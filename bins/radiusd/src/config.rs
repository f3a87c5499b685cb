use std::fs;
use std::path::PathBuf;
use std::sync::Arc;
use std::time::Duration;

use ipnetwork::IpNetwork;
use serde::Deserialize;
use thiserror::Error;

use radius::unlang::{
    parse_sections, CompileCtx, Dictionary, ParseError, PolicyCatalog, ReturnCode, SectionKind,
    VirtualServer,
};
use radius::{ListenerConfig, ModuleRegistry, StaticClient, MapRegistry, StaticModule};

use crate::constants::DEFAULT_CONFIG_FILE_PATH;

#[derive(Debug, Error)]
pub enum ConfigError {
    #[error("Error while reading TOML config file: {0}")]
    Read(#[from] std::io::Error),

    #[error("Error while deserializing TOML: {0}")]
    Deserialize(#[from] toml::de::Error),

    #[error("Error while parsing unlang: {0}")]
    Unlang(#[from] ParseError),

    #[error("Error while compiling unlang: {0}")]
    Compile(#[from] radius::unlang::CompileError),

    #[error("Unknown module type '{0}'")]
    UnknownModuleType(String),

    #[error("Unknown rcode '{0}' for always module")]
    UnknownRcode(String),

    #[error("Unknown section '{0}' in server unlang")]
    UnknownSection(String),
}

#[derive(Debug, Deserialize)]
pub struct Config {
    pub listen: ListenerConfig,

    #[serde(default)]
    pub client: Vec<ClientConfig>,

    #[serde(default)]
    pub module: Vec<ModuleConfig>,

    pub server: ServerConfig,

    pub dynamic_server: Option<ServerConfig>,

    pub workers: Option<usize>,

    /// Seconds before a request is answered with a synthesized error.
    #[serde(default = "default_max_request_time")]
    pub max_request_time: u64,
}

fn default_max_request_time() -> u64 {
    30
}

#[derive(Debug, Deserialize)]
pub struct ClientConfig {
    pub network: IpNetwork,
    pub secret: String,
    pub shortname: Option<String>,

    #[serde(default)]
    pub require_message_authenticator: bool,

    #[serde(default)]
    pub connected: bool,
}

impl ClientConfig {
    pub fn to_static(&self) -> StaticClient {
        StaticClient {
            network: self.network,
            secret: self.secret.clone(),
            shortname: self
                .shortname
                .clone()
                .unwrap_or_else(|| self.network.ip().to_string()),
            require_message_authenticator: self.require_message_authenticator,
            use_connected: self.connected,
        }
    }
}

/// A module instance. `always` is built in; everything else comes from
/// the module registry the deployment links in.
#[derive(Debug, Deserialize)]
pub struct ModuleConfig {
    pub name: String,

    #[serde(rename = "type")]
    pub ty: String,

    #[serde(default)]
    pub rcode: Option<String>,
}

#[derive(Debug, Deserialize)]
pub struct ServerConfig {
    #[serde(default)]
    pub name: Option<String>,

    /// Unlang source: one block per section (authorize, authenticate,
    /// ...), plus an optional policy block.
    pub unlang: String,
}

impl Config {
    pub fn read(path: Option<PathBuf>) -> Result<Self, ConfigError> {
        let path = path.unwrap_or_else(|| PathBuf::from(DEFAULT_CONFIG_FILE_PATH));
        let s = fs::read_to_string(path)?;
        let c: Self = toml::from_str(&s)?;
        Ok(c)
    }

    pub fn max_request_time(&self) -> Duration {
        Duration::from_secs(self.max_request_time)
    }

    /// Instantiate the configured modules.
    pub fn build_modules(&self) -> Result<ModuleRegistry, ConfigError> {
        let mut registry = ModuleRegistry::new();

        for module in &self.module {
            match module.ty.as_str() {
                "always" => {
                    let name = module.rcode.as_deref().unwrap_or("ok");
                    let rcode = ReturnCode::from_name(name)
                        .ok_or_else(|| ConfigError::UnknownRcode(name.to_string()))?;
                    registry.register(StaticModule::new(module.name.clone(), rcode));
                }
                other => return Err(ConfigError::UnknownModuleType(other.to_string())),
            }
        }

        Ok(registry)
    }
}

impl ServerConfig {
    /// Compile the unlang text into a virtual server.
    pub fn compile(
        &self,
        modules: &ModuleRegistry,
        maps: &MapRegistry,
        dict: &Dictionary,
    ) -> Result<Arc<VirtualServer>, ConfigError> {
        let sections = parse_sections(&self.unlang)?;

        // The policy catalog is shared by every section of this server.
        let mut policies = PolicyCatalog::new();
        for section in &sections {
            if section.name1 == "policy" {
                policies = PolicyCatalog::from_section(section);
            }
        }

        let ctx = CompileCtx {
            modules,
            maps,
            policies: &policies,
            dict,
        };

        let name = self.name.clone().unwrap_or_else(|| "default".to_string());
        let mut server = VirtualServer::new(name);

        for section in &sections {
            if section.name1 == "policy" {
                continue;
            }

            // "authenticate Auth-Type PAP" style subsections compile as
            // separate method trees keyed by their second name.
            let kind = SectionKind::from_name(&section.name1)
                .ok_or_else(|| ConfigError::UnknownSection(section.name1.clone()))?;
            let name2 = section
                .name2
                .as_deref()
                .and_then(|n| n.strip_prefix("Auth-Type "))
                .map(|n| n.to_string())
                .or_else(|| section.name2.clone());

            let tree = ctx.compile(section, kind)?;
            server.add_section(kind, name2, tree);
        }

        Ok(Arc::new(server))
    }
}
══════════
**Task objective**
A verbatim copy of all the records is required. Write it out in full.

**Output**
filename bins/radiusd/src/config.rs
repository f3a87c5499b685cb
use std::fs;
use std::path::PathBuf;
use std::sync::Arc;
use std::time::Duration;

use ipnetwork::IpNetwork;
use serde::Deserialize;
use thiserror::Error;

use radius::unlang::{
    parse_sections, CompileCtx, Dictionary, ParseError, PolicyCatalog, ReturnCode, SectionKind,
    VirtualServer,
};
use radius::{ListenerConfig, ModuleRegistry, StaticClient, MapRegistry, StaticModule};

use crate::constants::DEFAULT_CONFIG_FILE_PATH;

#[derive(Debug, Error)]
pub enum ConfigError {
    #[error("Error while reading TOML config file: {0}")]
    Read(#[from] std::io::Error),

    #[error("Error while deserializing TOML: {0}")]
    Deserialize(#[from] toml::de::Error),

    #[error("Error while parsing unlang: {0}")]
    Unlang(#[from] ParseError),

    #[error("Error while compiling unlang: {0}")]
    Compile(#[from] radius::unlang::CompileError),

    #[error("Unknown module type '{0}'")]
    UnknownModuleType(String),

    #[error("Unknown rcode '{0}' for always module")]
    UnknownRcode(String),

    #[error("Unknown section '{0}' in server unlang")]
    UnknownSection(String),
}

#[derive(Debug, Deserialize)]
pub struct Config {
    pub listen: ListenerConfig,

    #[serde(default)]
    pub client: Vec<ClientConfig>,

    #[serde(default)]
    pub module: Vec<ModuleConfig>,

    pub server: ServerConfig,

    pub dynamic_server: Option<ServerConfig>,

    pub workers: Option<usize>,

    /// Seconds before a request is answered with a synthesized error.
    #[serde(default = "default_max_request_time")]
    pub max_request_time: u64,
}

fn default_max_request_time() -> u64 {
    30
}

#[derive(Debug, Deserialize)]
pub struct ClientConfig {
    pub network: IpNetwork,
    pub secret: String,
    pub shortname: Option<String>,

    #[serde(default)]
    pub require_message_authenticator: bool,

    #[serde(default)]
    pub connected: bool,
}

impl ClientConfig {
    pub fn to_static(&self) -> StaticClient {
        StaticClient {
            network: self.network,
            secret: self.secret.clone(),
            shortname: self
                .shortname
                .clone()
                .unwrap_or_else(|| self.network.ip().to_string()),
            require_message_authenticator: self.require_message_authenticator,
            use_connected: self.connected,
        }
    }
}

/// A module instance. `always` is built in; everything else comes from
/// the module registry the deployment links in.
#[derive(Debug, Deserialize)]
pub struct ModuleConfig {
    pub name: String,

    #[serde(rename = "type")]
    pub ty: String,

    #[serde(default)]
    pub rcode: Option<String>,
}

#[derive(Debug, Deserialize)]
pub struct ServerConfig {
    #[serde(default)]
    pub name: Option<String>,

    /// Unlang source: one block per section (authorize, authenticate,
    /// ...), plus an optional policy block.
    pub unlang: String,
}

impl Config {
    pub fn read(path: Option<PathBuf>) -> Result<Self, ConfigError> {
        let path = path.unwrap_or_else(|| PathBuf::from(DEFAULT_CONFIG_FILE_PATH));
        let s = fs::read_to_string(path)?;
        let c: Self = toml::from_str(&s)?;
        Ok(c)
    }

    pub fn max_request_time(&self) -> Duration {
        Duration::from_secs(self.max_request_time)
    }

    /// Instantiate the configured modules.
    pub fn build_modules(&self) -> Result<ModuleRegistry, ConfigError> {
        let mut registry = ModuleRegistry::new();

        for module in &self.module {
            match module.ty.as_str() {
                "always" => {
                    let name = module.rcode.as_deref().unwrap_or("ok");
                    let rcode = ReturnCode::from_name(name)
                        .ok_or_else(|| ConfigError::UnknownRcode(name.to_string()))?;
                    registry.register(StaticModule::new(module.name.clone(), rcode));
                }
                other => return Err(ConfigError::UnknownModuleType(other.to_string())),
            }
        }

        Ok(registry)
    }
}

impl ServerConfig {
    /// Compile the unlang text into a virtual server.
    pub fn compile(
        &self,
        modules: &ModuleRegistry,
        maps: &MapRegistry,
        dict: &Dictionary,
    ) -> Result<Arc<VirtualServer>, ConfigError> {
        let sections = parse_sections(&self.unlang)?;

        // The policy catalog is shared by every section of this server.
        let mut policies = PolicyCatalog::new();
        for section in &sections {
            if section.name1 == "policy" {
                policies = PolicyCatalog::from_section(section);
            }
        }

        let ctx = CompileCtx {
            modules,
            maps,
            policies: &policies,
            dict,
        };

        let name = self.name.clone().unwrap_or_else(|| "default".to_string());
        let mut server = VirtualServer::new(name);

        for section in &sections {
            if section.name1 == "policy" {
                continue;
            }

            // "authenticate Auth-Type PAP" style subsections compile as
            // separate method trees keyed by their second name.
            let kind = SectionKind::from_name(&section.name1)
                .ok_or_else(|| ConfigError::UnknownSection(section.name1.clone()))?;
            let name2 = section
                .name2
                .as_deref()
                .and_then(|n| n.strip_prefix("Auth-Type "))
                .map(|n| n.to_string())
                .or_else(|| section.name2.clone());

            let tree = ctx.compile(section, kind)?;
            server.add_section(kind, name2, tree);
        }

        Ok(Arc::new(server))
    }
}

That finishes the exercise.